The comments come after it emerged that there are more than 30,000 premises in Limerick still not covered by high-speed fibre broadband.
This number is reflected on a map supplied by the Department of Communications, Climate Action and Environment, and it is clear that the worst broadband is found in the county, with virtually no rural areas benefiting from fibre power broadband as of yet.
Limerick city is almost completely served with fibre broadband, in stark contrast.
“Fundamentally, a change in outlook is required from the Government and the operators. The Minister must set out a vision for how Ireland becomes a mobile-island. Focusing on population rather than land-mass coverage is too limited, and ignores large parts of the country,” said Mr Collins.

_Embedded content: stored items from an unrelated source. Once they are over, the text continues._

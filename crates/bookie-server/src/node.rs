//! Bookie node
//!
//! Ties identity resolution and the storage engine together. Formatting is
//! only offered on a node that is not running, since it must never overlap
//! with a mounted storage.

use crate::identity::{self, BookieIdentity, NetworkEnvironment, SystemNetwork};
use bookie_common::{Result, ServerConfig};
use bookie_storage::admission::{DiskUsageSampler, StatvfsSampler};
use bookie_storage::dirs::{self, ConfirmationSource};
use bookie_storage::LedgerStorage;
use std::sync::Arc;
use tracing::info;

/// A running bookie
pub struct Bookie {
    config: ServerConfig,
    identity: BookieIdentity,
    storage: Arc<LedgerStorage>,
}

impl Bookie {
    /// Resolve the identity and mount storage using system facilities
    pub fn start(config: ServerConfig) -> Result<Self> {
        Self::start_with(config, &SystemNetwork, Arc::new(StatvfsSampler))
    }

    /// Start with explicit network and disk usage sources
    pub fn start_with(
        config: ServerConfig,
        network: &dyn NetworkEnvironment,
        sampler: Arc<dyn DiskUsageSampler>,
    ) -> Result<Self> {
        let identity = identity::resolve(&config, network)?;
        let storage = LedgerStorage::mount_with_sampler(&config, None, sampler)?;

        match &identity.address {
            Some(address) => info!("Bookie {} started at {}", identity.id, address),
            None => info!("Bookie {} started without a resolvable address", identity.id),
        }

        Ok(Self {
            config,
            identity,
            storage,
        })
    }

    /// Wipe every configured directory of a stopped bookie
    pub fn format(
        config: &ServerConfig,
        interactive: bool,
        force: bool,
        confirmation: &mut dyn ConfirmationSource,
    ) -> Result<bool> {
        dirs::format(config, interactive, force, confirmation)
    }

    #[must_use]
    pub const fn identity(&self) -> &BookieIdentity {
        &self.identity
    }

    #[must_use]
    pub const fn config(&self) -> &ServerConfig {
        &self.config
    }

    #[must_use]
    pub const fn storage(&self) -> &Arc<LedgerStorage> {
        &self.storage
    }

    /// Storage counters in Prometheus text format
    #[must_use]
    pub fn metrics(&self) -> String {
        self.storage.stats().export_prometheus(self.identity.id.as_str())
    }

    /// Stop the bookie; storage handles are released once
    pub fn shutdown(&self) {
        self.storage.shutdown();
        info!("Bookie {} stopped", self.identity.id);
    }
}

impl Drop for Bookie {
    fn drop(&mut self) {
        self.storage.shutdown();
    }
}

“What people in many communities will be asking when they read this report is, ‘when will my house get access to decent, high speed broadband and mobile coverage?’
“Unfortunately, the answer is the same as it was before this report was published: 2023 at the earliest for fixed high speed broadband in the home” said the Limerick TD.
“However, the problem of poor coverage is bigger than just the home. People travel from their home, to school, to their place of work and, in many parts of the country, they lose signal for no apparent reason. This must be urgently addressed, and Minister Naughten must ensure that the mobile operators deliver progress sooner rather than later,” he added.
The 2016 broadband test in the USA marks 25 mbps as a minimum, but Mr Collins said that Irish minimum levels of download speeds “would barely pass” this test.